Um deles diz respeito ao perdão de multas por grilagem até 2019, que agora passa a ser até 2009, pela nova proposta de Silva. Outro trata da autodeclaração de posse para obter a regularização fundiária de uma terra. Antes, o texto previa um limite de até 15 módulos fiscais para entrar na regra. Depois, a medida de referência caiu para 6 módulos e, agora, após novas negociações, para 4. As alterações, no entanto, não foram suficientes para a oposição, que segue entoando críticas ao texto.  

A líder do PCdoB, Perpétua Almeida (AC), destaca, por exemplo, a falta de um diálogo aprofundado sobre o tema, especialmente com os segmentos mais atingidos pela MP, como indígenas, quilombolas e sem-terra.  

“Este é um período muito ruim, porque as comunidades tradicionais interessadas no assunto você não tem como reunir. Como é que a gente vota uma matéria que tem a ver com a vida das comunidades rurais que estão lá dentro da floresta se elas não têm chance de opinar? Então, não tem como concordar com a votação, por isso decidimos não aceitar votar”, disse ao Brasil de Fato.

O texto em questão também abre mão de vistorias, mesmo em áreas de conflito agrário, apontando que o acompanhamento será feito por satélites. Especialistas e opositores afirmam que a medida afrouxa a fiscalização e favorece a grilagem.

“Alguns pontos, de certa forma, amenizaram o texto [do relator], mas ele mantém a perspectiva de premiar aqueles que desmataram.

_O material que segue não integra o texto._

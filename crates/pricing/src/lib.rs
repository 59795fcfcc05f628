//! `shopledger-pricing` — the pure computation components behind the
//! product entry form: price normalization, GST derivation, discount
//! schedules and the free-form attribute list.
//!
//! Everything here is synchronous, deterministic and IO-free; the catalog
//! crate drives these components from draft edit commands.

pub mod attribute;
pub mod discount;
pub mod format;
pub mod tax;

pub use attribute::{Attribute, AttributeField, AttributeList, MAX_ATTRIBUTES};
pub use discount::{DiscountField, DiscountSchedule, DiscountTier, MAX_TIERS};
pub use tax::{GST_RATE_PERCENT, TaxMode};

Vai cair no colo da Câmara, no nosso colo, a responsabilidade pelo desmatamento, e isso não é do nosso interesse”, disse o deputado Nilto Tatto (SP), do Núcleo Agrário do PT na Câmara, ao fazer um apelo pela retirada do tema da pauta desta terça.   

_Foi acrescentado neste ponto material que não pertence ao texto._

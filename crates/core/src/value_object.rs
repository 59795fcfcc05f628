//! Value object trait: equality by value, not identity.

/// Marker trait for value objects.
///
/// Value objects are immutable and compared entirely by their attribute
/// values. "Modifying" one means building a new value; discount tiers and
/// attribute rows follow this discipline, which is what keeps list edits
/// free of aliasing surprises.
pub trait ValueObject: Clone + PartialEq + core::fmt::Debug {}
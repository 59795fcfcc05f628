//! Domain error model.

use thiserror::Error;

/// Result type used across the domain layer.
pub type DomainResult<T> = Result<T, DomainError>;

/// Domain-level error.
///
/// Covers only deterministic business failures (malformed input, broken
/// invariants, conflicting edits). Transport failures are modelled by the
/// client crate, not here.
#[derive(Debug, Error, Clone, PartialEq, Eq)]
pub enum DomainError {
    /// A value failed validation (e.g. a required field is missing).
    #[error("validation failed: {0}")]
    Validation(String),

    /// A domain invariant was violated (e.g. a bounded list would overflow).
    #[error("invariant violated: {0}")]
    InvariantViolation(String),

    /// An identifier could not be parsed.
    #[error("invalid identifier: {0}")]
    InvalidId(String),

    /// The targeted draft does not exist (was never opened).
    #[error("not found")]
    NotFound,

    /// The command conflicts with the draft's lifecycle state.
    #[error("conflict: {0}")]
    Conflict(String),
}

impl DomainError {
    pub fn validation(msg: impl Into<String>) -> Self {
        Self::Validation(msg.into())
    }

    pub fn invariant(msg: impl Into<String>) -> Self {
        Self::InvariantViolation(msg.into())
    }

    pub fn invalid_id(msg: impl Into<String>) -> Self {
        Self::InvalidId(msg.into())
    }

    pub fn conflict(msg: impl Into<String>) -> Self {
        Self::Conflict(msg.into())
    }

    pub fn not_found() -> Self {
        Self::NotFound
    }
}
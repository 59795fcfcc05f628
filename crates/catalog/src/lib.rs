//! `shopledger-catalog` — the product draft: an in-progress product entry
//! modelled as an aggregate.
//!
//! Every form edit is a command; accepted edits become events that evolve
//! the draft deterministically. The draft is session-local; nothing leaves
//! the process until the assembler turns it into a submission payload for
//! the Product API collaborator.

pub mod assembler;
pub mod draft;
pub mod session;
pub mod unit;

pub use assembler::{assemble, DiscountValue, LotPayload, SubmissionPayload};
pub use draft::{
    CategoryId, Currency, DraftChange, DraftCommand, DraftEvent, DraftId, DraftOp, DraftStatus,
    PriceBlock, PriceClass, PriceField, ProductDraft, ScalarField,
};
pub use session::DraftSession;
pub use unit::Unit;
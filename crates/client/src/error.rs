//! Transport-boundary errors.

use shopledger_core::DomainError;

/// Failure talking to the Product API.
#[derive(Debug, thiserror::Error)]
pub enum ClientError {
    #[error("network error: {0}")]
    Http(String),
    #[error("API error ({status}): {detail}")]
    Api { status: u16, detail: String },
    #[error("decode error: {0}")]
    Decode(String),
}

/// Failure of one submit action: either the draft failed validation at
/// assembly or the transport call failed. Either way the draft is kept
/// so the user can fix and retry.
#[derive(Debug, thiserror::Error)]
pub enum SubmitError {
    #[error(transparent)]
    Validation(#[from] DomainError),
    #[error(transparent)]
    Transport(#[from] ClientError),
}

“A gente defende que seja a mantida a legislação atual e que, se for pra discutir isso, que seja em outro tempo, não num período de pandemia, e numa discussão com toda a sociedade. Essa é a grande questão. Temos a expectativa de que isso possa ser debatido de uma outra forma”, disse ao Brasil de Fato o coordenador da Frente Parlamentar Ambientalista, Rodrigo Agostinho (PSB-SP).

O relator, deputado Zé Silva, rechaça as críticas e argumenta que ouviu os diferentes segmentos envolvidos no tema para chegar ao texto final. “Fiz a interlocução com a Frente Parlamentar da Agropecuária, com a Frente Parlamentar Ambientalista, com o movimento Coalizão Brasil Clima, Florestas e Agricultura, ouvi também a academia — UFMG, PUC-RJ —, e, principalmente, técnicos do governo, do Incra e do Ministério da Agricultura”, disse no plenário.

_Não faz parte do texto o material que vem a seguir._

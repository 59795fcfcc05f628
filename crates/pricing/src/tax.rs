//! GST derivation from a selling price and the active tax mode.

use serde::{Deserialize, Serialize};

/// GST rate applied throughout the store, in percent.
pub const GST_RATE_PERCENT: f64 = 12.0;

/// Tax mode for the whole draft, shared by the wholesale and retail tiers.
///
/// The source form presented this as a pair of checkboxes that cleared each
/// other; a single enum makes the mutual exclusion structural.
#[derive(Debug, Default, Clone, Copy, PartialEq, Eq, Serialize, Deserialize)]
#[serde(rename_all = "lowercase")]
pub enum TaxMode {
    /// No mode chosen yet; no GST is computed.
    #[default]
    Unset,
    /// The selling price already contains the 12% tax component.
    Included,
    /// Tax must be added on top of the selling price.
    Excluded,
}

/// Derive the GST amount for one price class.
///
/// Returns `None` when no computation was performed: mode unset, or the
/// selling price empty or not yet numeric. That is distinct from a computed
/// zero. The returned value keeps full precision; rounding happens only at
/// presentation time via [`display_gst`].
pub fn gst_for(mode: TaxMode, selling_price: &str) -> Option<f64> {
    if mode == TaxMode::Unset || selling_price.is_empty() {
        return None;
    }
    let price: f64 = selling_price.parse().ok()?;
    match mode {
        TaxMode::Unset => None,
        // Price contains the tax; recover the tax portion.
        TaxMode::Included => Some(price * GST_RATE_PERCENT / (100.0 + GST_RATE_PERCENT)),
        // Price excludes the tax; this is the tax to add.
        TaxMode::Excluded => Some(price * GST_RATE_PERCENT / 100.0),
    }
}

/// Two-decimal rendering of a stored full-precision GST value.
pub fn display_gst(gst: f64) -> String {
    format!("{gst:.2}")
}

A bancada ruralista e seus aliados argumentam que a MP torna os procedimentos de regularização mais eficazes, acelerando a concessão de títulos de terra e facilitando o acesso ao crédito rural.

Sociedade civil

A tentativa de colocar o texto em votação foi duramente criticada também por movimentos populares e entidades da sociedade civil organizada. Em conversa com a reportagem, Mariana Mota, da campanha de Políticas Públicas do Greenpeace, disse que a MP carece de uma discussão mais ampla e que o texto é prejudicial ao país.  

“É vergonhosa a decisão da Câmara. O rito especial do Congresso Nacional pra votar medidas emergenciais pra minimizar os impactos da pandemia, na verdade, está sendo usado pra tentar passar outras matérias que, inclusive, podem agravar os efeitos da pandemia na vida das pessoas, especialmente aquelas que vivem na floresta e dela dependem”.

A porta-voz acrescenta que a MP favorece o que chama de “criminosos da floresta”. “A grilagem é um negócio que dá lucro e o Congresso, com essa decisão [de votar a MP], deixa clara a sua posição em favor daqueles criminosos que beneficiam da grilagem”, acrescenta.